◆ **TASK DIRECTIONS**: Extract from the entries below, exactly as given, only the lines from the line containing "fn new(name: String)" to the line containing "stanza is configured.", both lines included.

________________________________________

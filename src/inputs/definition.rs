//! # Host payload decoding.
//!
//! When the host orchestrator launches an input it feeds a single XML
//! document on standard input. RunMode receives an *input definition*
//! (metadata + configured stanzas); ValidateArgs mode receives a
//! *validation definition* (metadata + one proposed parameter set):
//!
//! ```text
//! <input>                                 <items>
//!   <server_host>…</server_host>            <server_host>…</server_host>
//!   <server_uri>…</server_uri>              …
//!   <session_key>…</session_key>            <item name="proposed">
//!   <checkpoint_dir>…</checkpoint_dir>        <param name="interval">60</param>
//!   <configuration>                         </item>
//!     <stanza name="demo://one">          </items>
//!       <param name="interval">60</param>
//!     </stanza>
//!   </configuration>
//! </input>
//! ```
//!
//! Both decode into an immutable [`HostMetadata`] snapshot plus the mode's
//! payload. Metadata is fully populated at construction; a missing field is
//! a loud [`DefinitionError`], never a silent default.

use std::collections::BTreeMap;
use std::path::{Path, PathBuf};

use quick_xml::events::{BytesStart, Event};
use quick_xml::Reader;
use thiserror::Error;
use url::Url;

use crate::net_utils;

/// Errors raised while decoding a host payload.
#[non_exhaustive]
#[derive(Error, Debug)]
pub enum DefinitionError {
    /// The payload is not well-formed XML.
    #[error("malformed payload XML: {0}")]
    Xml(#[from] quick_xml::Error),

    /// An element attribute could not be decoded.
    #[error("malformed payload attribute: {0}")]
    Attr(#[from] quick_xml::events::attributes::AttrError),

    /// A required metadata field is absent from the payload.
    #[error("missing required metadata field: {field}")]
    MissingField {
        /// The absent field.
        field: &'static str,
    },

    /// A stanza or item element carries no `name` attribute.
    #[error("stanza element without a name attribute")]
    UnnamedStanza,

    /// The advertised server URI cannot be split into scheme/host/port.
    #[error("invalid server uri {uri:?}: {reason}")]
    InvalidUri {
        /// The URI as received.
        uri: String,
        /// Why it was rejected.
        reason: String,
    },
}

/// Immutable host connection metadata for one invocation.
///
/// Constructed once from the payload before any user logic runs, then
/// handed out read-only. The connection URI is pre-split so backend
/// constructors never re-parse it.
#[derive(Debug, Clone)]
pub struct HostMetadata {
    server_host_name: String,
    server_uri: String,
    server_scheme: String,
    server_host: String,
    server_port: u16,
    session_key: String,
    checkpoint_dir: PathBuf,
}

impl HostMetadata {
    fn from_fields(mut fields: BTreeMap<String, String>) -> Result<Self, DefinitionError> {
        let server_host_name = take_field(&mut fields, "server_host")?;
        let server_uri = take_field(&mut fields, "server_uri")?;
        let session_key = take_field(&mut fields, "session_key")?;
        let checkpoint_dir = PathBuf::from(take_field(&mut fields, "checkpoint_dir")?);

        let url = Url::parse(&server_uri).map_err(|e| DefinitionError::InvalidUri {
            uri: server_uri.clone(),
            reason: e.to_string(),
        })?;
        let server_scheme = url.scheme().to_string();
        if !net_utils::is_valid_scheme(&server_scheme) {
            return Err(DefinitionError::InvalidUri {
                uri: server_uri,
                reason: format!("unsupported scheme {server_scheme:?}"),
            });
        }
        let server_host = url
            .host_str()
            .ok_or_else(|| DefinitionError::InvalidUri {
                uri: server_uri.clone(),
                reason: "missing host".to_string(),
            })?
            .to_string();
        let server_port = url
            .port_or_known_default()
            .ok_or_else(|| DefinitionError::InvalidUri {
                uri: server_uri.clone(),
                reason: "missing port".to_string(),
            })?;

        Ok(Self {
            server_host_name,
            server_uri,
            server_scheme,
            server_host,
            server_port,
            session_key,
            checkpoint_dir,
        })
    }

    /// Host display name.
    pub fn server_host_name(&self) -> &str {
        &self.server_host_name
    }

    /// Full management connection URI, as received.
    pub fn server_uri(&self) -> &str {
        &self.server_uri
    }

    /// Scheme component of the management URI.
    pub fn server_scheme(&self) -> &str {
        &self.server_scheme
    }

    /// Host component of the management URI.
    pub fn server_host(&self) -> &str {
        &self.server_host
    }

    /// Port component of the management URI.
    pub fn server_port(&self) -> u16 {
        self.server_port
    }

    /// Opaque session credential for the management API.
    pub fn session_key(&self) -> &str {
        &self.session_key
    }

    /// Directory reserved for this input's local checkpoints.
    pub fn checkpoint_dir(&self) -> &Path {
        &self.checkpoint_dir
    }
}

fn take_field(
    fields: &mut BTreeMap<String, String>,
    field: &'static str,
) -> Result<String, DefinitionError> {
    fields
        .remove(field)
        .ok_or(DefinitionError::MissingField { field })
}

/// One named configuration instance of the input.
#[derive(Debug, Clone, PartialEq, Eq)]
pub struct Stanza {
    name: String,
    params: BTreeMap<String, String>,
}

impl Stanza {
    fn new(name: String) -> Self {
        Self {
            name,
            params: BTreeMap::new(),
        }
    }

    /// The stanza name, e.g. `demo://one`.
    pub fn name(&self) -> &str {
        &self.name
    }

    /// All argument values, ordered by argument name.
    pub fn params(&self) -> &BTreeMap<String, String> {
        &self.params
    }

    /// Looks up a single argument value.
    pub fn param(&self, name: &str) -> Option<&str> {
        self.params.get(name).map(String::as_str)
    }
}

/// The set of configured stanzas delivered to `do_run`, keyed by name.
#[derive(Debug, Clone, Default, PartialEq, Eq)]
pub struct InputSpecSet {
    stanzas: BTreeMap<String, Stanza>,
}

impl InputSpecSet {
    fn insert(&mut self, stanza: Stanza) {
        self.stanzas.insert(stanza.name.clone(), stanza);
    }

    /// Looks up a stanza by name.
    pub fn get(&self, name: &str) -> Option<&Stanza> {
        self.stanzas.get(name)
    }

    /// Number of configured stanzas.
    pub fn len(&self) -> usize {
        self.stanzas.len()
    }

    /// `true` when no stanza is configured.
    pub fn is_empty(&self) -> bool {
        self.stanzas.is_empty()
    }

    /// Iterates stanzas in name order.
    pub fn iter(&self) -> impl Iterator<Item = (&str, &Stanza)> {
        self.stanzas.iter().map(|(k, v)| (k.as_str(), v))
    }
}

impl<'a> IntoIterator for &'a InputSpecSet {
    type Item = (&'a String, &'a Stanza);
    type IntoIter = std::collections::btree_map::Iter<'a, String, Stanza>;

    fn into_iter(self) -> Self::IntoIter {
        self.stanzas.iter()
    }
}

/// RunMode payload: metadata plus every configured stanza.
#[derive(Debug, Clone)]
pub struct InputDefinition {
    /// Connection metadata snapshot.
    pub metadata: HostMetadata,
    /// The configured stanzas.
    pub inputs: InputSpecSet,
}

impl InputDefinition {
    /// Decodes a RunMode payload.
    pub fn parse(xml: &str) -> Result<Self, DefinitionError> {
        let raw = scan(xml)?;
        let metadata = HostMetadata::from_fields(raw.fields)?;
        let mut inputs = InputSpecSet::default();
        for stanza in raw.stanzas {
            inputs.insert(stanza);
        }
        Ok(Self { metadata, inputs })
    }
}

/// ValidateArgs payload: the proposed parameters for one stanza.
#[derive(Debug, Clone, Default, PartialEq, Eq)]
pub struct ValidationRequest {
    /// Name of the proposed stanza, when the host supplies one.
    pub name: Option<String>,
    /// Proposed argument values.
    pub parameters: BTreeMap<String, String>,
}

impl ValidationRequest {
    /// Looks up a proposed parameter value.
    pub fn parameter(&self, name: &str) -> Option<&str> {
        self.parameters.get(name).map(String::as_str)
    }
}

/// ValidateArgs payload: metadata plus the proposed parameter set.
#[derive(Debug, Clone)]
pub struct ValidationDefinition {
    /// Connection metadata snapshot.
    pub metadata: HostMetadata,
    /// The parameters to validate.
    pub request: ValidationRequest,
}

impl ValidationDefinition {
    /// Decodes a ValidateArgs payload.
    pub fn parse(xml: &str) -> Result<Self, DefinitionError> {
        let raw = scan(xml)?;
        let metadata = HostMetadata::from_fields(raw.fields)?;
        let request = match raw.stanzas.into_iter().next() {
            Some(stanza) => ValidationRequest {
                name: Some(stanza.name),
                parameters: stanza.params,
            },
            None => ValidationRequest::default(),
        };
        Ok(Self { metadata, request })
    }
}

/// Flat scan result shared by both payload shapes.
struct RawPayload {
    fields: BTreeMap<String, String>,
    stanzas: Vec<Stanza>,
}

/// Walks the document once, collecting top-level scalar fields and
/// `<stanza>`/`<item>` parameter groups. Unknown elements are skipped so
/// host-side payload growth stays non-breaking.
fn scan(xml: &str) -> Result<RawPayload, DefinitionError> {
    let mut reader = Reader::from_str(xml);
    reader.config_mut().trim_text(true);

    let mut fields = BTreeMap::new();
    let mut stanzas: Vec<Stanza> = Vec::new();
    let mut current_stanza: Option<Stanza> = None;
    let mut current_param: Option<String> = None;
    let mut current_field: Option<String> = None;
    let mut text = String::new();

    loop {
        match reader.read_event()? {
            Event::Start(e) => match e.local_name().as_ref() {
                b"input" | b"items" | b"configuration" => {}
                b"stanza" | b"item" => {
                    let name =
                        name_attr(&e)?.ok_or(DefinitionError::UnnamedStanza)?;
                    current_stanza = Some(Stanza::new(name));
                }
                b"param" if current_stanza.is_some() => {
                    current_param = name_attr(&e)?;
                    text.clear();
                }
                _ if current_stanza.is_none() => {
                    current_field =
                        Some(String::from_utf8_lossy(e.local_name().as_ref()).into_owned());
                    text.clear();
                }
                _ => {}
            },
            Event::Empty(e) => match e.local_name().as_ref() {
                b"param" => {
                    if let (Some(stanza), Some(name)) = (current_stanza.as_mut(), name_attr(&e)?)
                    {
                        stanza.params.insert(name, String::new());
                    }
                }
                _ if current_stanza.is_none() => {
                    fields.insert(
                        String::from_utf8_lossy(e.local_name().as_ref()).into_owned(),
                        String::new(),
                    );
                }
                _ => {}
            },
            Event::Text(t) => {
                text.push_str(&t.unescape()?);
            }
            Event::End(e) => match e.local_name().as_ref() {
                b"stanza" | b"item" => {
                    if let Some(stanza) = current_stanza.take() {
                        stanzas.push(stanza);
                    }
                }
                b"param" => {
                    if let (Some(stanza), Some(param)) =
                        (current_stanza.as_mut(), current_param.take())
                    {
                        stanza.params.insert(param, std::mem::take(&mut text));
                    }
                }
                _ => {
                    if let Some(field) = current_field.take() {
                        fields.insert(field, std::mem::take(&mut text));
                    }
                }
            },
            Event::Eof => break,
            _ => {}
        }
    }

    Ok(RawPayload { fields, stanzas })
}

fn name_attr(e: &BytesStart<'_>) -> Result<Option<String>, DefinitionError> {
    for attr in e.attributes() {
        let attr = attr?;
        if attr.key.as_ref() == b"name" {
            return Ok(Some(attr.unescape_value()?.into_owned()));
        }
    }
    Ok(None)
}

________________________________________

◆ **PROBLEM SOLUTION**:
    fn new(name: String) -> Self {
        Self {
            name,
            params: BTreeMap::new(),
        }
    }

    /// The stanza name, e.g. `demo://one`.
    pub fn name(&self) -> &str {
        &self.name
    }

    /// All argument values, ordered by argument name.
    pub fn params(&self) -> &BTreeMap<String, String> {
        &self.params
    }

    /// Looks up a single argument value.
    pub fn param(&self, name: &str) -> Option<&str> {
        self.params.get(name).map(String::as_str)
    }
}

/// The set of configured stanzas delivered to `do_run`, keyed by name.
#[derive(Debug, Clone, Default, PartialEq, Eq)]
pub struct InputSpecSet {
    stanzas: BTreeMap<String, Stanza>,
}

impl InputSpecSet {
    fn insert(&mut self, stanza: Stanza) {
        self.stanzas.insert(stanza.name.clone(), stanza);
    }

    /// Looks up a stanza by name.
    pub fn get(&self, name: &str) -> Option<&Stanza> {
        self.stanzas.get(name)
    }

    /// Number of configured stanzas.
    pub fn len(&self) -> usize {
        self.stanzas.len()
    }

    /// `true` when no stanza is configured.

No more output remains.